Unions representing public educators and school service personnel are trying to stave off a bill that hasn’t even been introduced yet. What some are calling an omnibus education bill would boost teacher salaries and benefits, but could also reform education in ways the unions oppose.
In a letter addressed to West Virginia lawmakers Monday, leaders of six unions representing public educators, principals and service personnel say they support a proposed 5 percent pay increase and a $150 million contribution to stabilize the Public Employees Insurance Agency.
The American Federation of Teachers-West Virginia, the West Virginia Education Association, the West Virginia Association of Elementary and Middle School Principals, the West Virginia School Service Personnel and the West Virginia Association of Secondary School Principals say they also support a proposal that would allow educators to bank sick days and use them for credit upon retirement.
However, the groups have raised concerns over other rumored provisions in what many are calling an omnibus bill.
"We have been advised of the desire to run a bill that links salary increases and PEIA to other reform measures wanted by legislative leadership in a single bill. We are adamantly opposed to such a tactic," union leaders wrote in the letter.
While the letter does not specifically state those provisions, Republican leaders in the Senate have called for the establishment of charter schools, an education savings program and differential pay that would offer higher salaries based on location and subject certification.
Union leaders are also questioning the constitutionality of a bill that would address multiple topics and sections of state code.

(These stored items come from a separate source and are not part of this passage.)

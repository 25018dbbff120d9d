//! Configuration validation, JSON parsing, and the manager builder.

use std::collections::HashMap;
use std::sync::Arc;

use bulkhead_pool::builders::build_manager;
use bulkhead_pool::config::{BulkheadConfig, ManagerConfig};
use bulkhead_pool::core::{InMemoryEventSink, PoolMode};

fn one_bulkhead(max_concurrent: u32) -> ManagerConfig {
    let mut bulkheads = HashMap::new();
    bulkheads.insert(
        "db".to_string(),
        BulkheadConfig {
            max_concurrent,
            max_queue_depth: 8,
            acquire_timeout_ms: Some(250),
            mode: PoolMode::Blocking,
        },
    );
    ManagerConfig { bulkheads }
}

#[test]
fn manager_config_requires_at_least_one_bulkhead() {
    let empty = ManagerConfig {
        bulkheads: HashMap::new(),
    };
    assert!(empty.validate().is_err());
    assert!(one_bulkhead(4).validate().is_ok());
}

#[test]
fn invalid_bulkhead_is_reported_with_its_name() {
    let err = one_bulkhead(0).validate().unwrap_err();
    assert!(err.contains("db"));
    assert!(err.contains("max_concurrent"));
}

#[cfg(feature = "tokio-runtime")]
#[test]
fn config_parses_from_json() {
    let json = r#"{
        "bulkheads": {
            "db": {
                "max_concurrent": 10,
                "max_queue_depth": 50,
                "acquire_timeout_ms": 2000,
                "mode": "blocking"
            },
            "inference": {
                "max_concurrent": 2,
                "max_queue_depth": 4,
                "acquire_timeout_ms": null,
                "mode": "cooperative"
            }
        }
    }"#;

    let cfg = ManagerConfig::from_json_str(json).unwrap();
    assert_eq!(cfg.bulkheads["db"].max_concurrent, 10);
    assert_eq!(cfg.bulkheads["inference"].mode, PoolMode::Cooperative);
    assert_eq!(cfg.bulkheads["inference"].acquire_timeout_ms, None);
}

#[test]
fn malformed_or_invalid_json_is_rejected() {
    assert!(ManagerConfig::from_json_str("{not json").is_err());

    let zero_capacity = r#"{
        "bulkheads": {
            "db": {
                "max_concurrent": 0,
                "max_queue_depth": 8,
                "acquire_timeout_ms": null,
                "mode": "blocking"
            }
        }
    }"#;
    assert!(ManagerConfig::from_json_str(zero_capacity).is_err());
}

#[test]
fn build_manager_registers_each_configured_bulkhead() {
    let sink = Arc::new(InMemoryEventSink::new(16));
    let manager = build_manager(&one_bulkhead(4), Some(sink.clone())).unwrap();

    let bulkhead = manager.get_bulkhead("db").unwrap();
    assert_eq!(bulkhead.status().pool.capacity, 4);

    // Bulkheads built from config emit to the supplied sink.
    bulkhead.execute(|| Ok::<_, String>(())).unwrap();
    assert_eq!(
        sink.kinds(),
        vec!["bulkhead.acquired", "bulkhead.completed", "bulkhead.released"]
    );
}

#[test]
fn build_manager_rejects_invalid_config() {
    let err = build_manager(&one_bulkhead(0), None).unwrap_err();
    assert!(err.to_string().contains("invalid"));
}
//! Cooperative resource pool for tokio tasks.

use std::sync::atomic::{AtomicU32, AtomicUsize, Ordering};

use tokio::sync::Semaphore;

use super::pool::{PoolCounters, PoolLimits, PoolStats};

/// Cooperative resource pool: the same admission-control contract as
/// [`ResourcePool`](super::ResourcePool), but `acquire` is a suspension
/// point of the tokio scheduler rather than a blocking call.
///
/// Waiting tasks are parked on a FIFO-fair [`Semaphore`], never busy-polled.
/// The bounded wait queue is enforced by a CAS loop on an atomic counter; a
/// task that abandons its wait (future dropped before `acquire` resolves)
/// leaves the queue through a drop guard without ever consuming a slot.
pub struct AsyncResourcePool {
    limits: PoolLimits,
    permits: Semaphore,
    in_use: AtomicU32,
    queued: AtomicUsize,
    counters: PoolCounters,
}

/// Removes a waiting task from the queue count on every exit path,
/// including cancellation of the `acquire` future.
struct QueuedGuard<'a>(&'a AtomicUsize);

impl Drop for QueuedGuard<'_> {
    fn drop(&mut self) {
        self.0.fetch_sub(1, Ordering::AcqRel);
    }
}

impl AsyncResourcePool {
    /// Create a pool with the given limits.
    pub fn new(limits: PoolLimits) -> Self {
        let permits = Semaphore::new(limits.capacity as usize);
        Self {
            limits,
            permits,
            in_use: AtomicU32::new(0),
            queued: AtomicUsize::new(0),
            counters: PoolCounters::default(),
        }
    }

    /// The limits this pool was constructed with.
    pub const fn limits(&self) -> &PoolLimits {
        &self.limits
    }

    /// Attempt to take one slot, suspending up to the configured timeout.
    ///
    /// Returns `true` when a slot was granted; `false` on fast rejection
    /// (wait queue full) or timeout, in which case the caller holds nothing
    /// and must not call [`release`](Self::release).
    pub async fn acquire(&self) -> bool {
        if let Ok(permit) = self.permits.try_acquire() {
            permit.forget();
            self.in_use.fetch_add(1, Ordering::AcqRel);
            self.counters.acquired_total.fetch_add(1, Ordering::Relaxed);
            return true;
        }

        if !self.try_join_queue() {
            self.counters.rejected_total.fetch_add(1, Ordering::Relaxed);
            tracing::warn!(
                capacity = self.limits.capacity,
                max_queue_depth = self.limits.max_queue_depth,
                "acquire rejected: wait queue full"
            );
            return false;
        }
        let _queued = QueuedGuard(&self.queued);

        let granted = match self.limits.acquire_timeout {
            Some(wait) => match tokio::time::timeout(wait, self.permits.acquire()).await {
                Ok(Ok(permit)) => {
                    permit.forget();
                    true
                }
                // Never closed in normal operation.
                Ok(Err(_)) => false,
                Err(_) => {
                    self.counters.timed_out_total.fetch_add(1, Ordering::Relaxed);
                    tracing::debug!("acquire timed out waiting for slot");
                    false
                }
            },
            None => match self.permits.acquire().await {
                Ok(permit) => {
                    permit.forget();
                    true
                }
                Err(_) => false,
            },
        };

        if granted {
            self.in_use.fetch_add(1, Ordering::AcqRel);
            self.counters.acquired_total.fetch_add(1, Ordering::Relaxed);
        }
        granted
    }

    /// Reserve a place in the bounded wait queue with a CAS loop.
    fn try_join_queue(&self) -> bool {
        let mut current = self.queued.load(Ordering::Acquire);
        loop {
            if current >= self.limits.max_queue_depth {
                return false;
            }
            match self.queued.compare_exchange_weak(
                current,
                current + 1,
                Ordering::AcqRel,
                Ordering::Acquire,
            ) {
                Ok(_) => return true,
                Err(actual) => current = actual,
            }
        }
    }

    /// Return exactly one slot to the pool, waking the FIFO-front waiter.
    ///
    /// Not a suspension point; callable from synchronous drop paths.
    pub fn release(&self) {
        let prev = self.in_use.fetch_sub(1, Ordering::AcqRel);
        debug_assert!(prev > 0, "release without a matching acquire");
        self.permits.add_permits(1);
    }

    /// Snapshot of occupancy and cumulative counters.
    pub fn stats(&self) -> PoolStats {
        self.counters.snapshot(
            &self.limits,
            self.in_use.load(Ordering::Acquire),
            self.queued.load(Ordering::Acquire),
        )
    }
}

"Education employees, as well as the public, deserve an open and transparent path to proposals becoming law. We believe unrelated items should be voted on separately and they should pass or fail based on their own merits," the letter states. "We also believe coupling unrelated items into a single bill violates the 'single object' provision of the constitution, thereby effectively killing the bill."
Senate Education Chair Patricia Rucker said the bill is still in the drafting phase and declined to say when the bill is expected.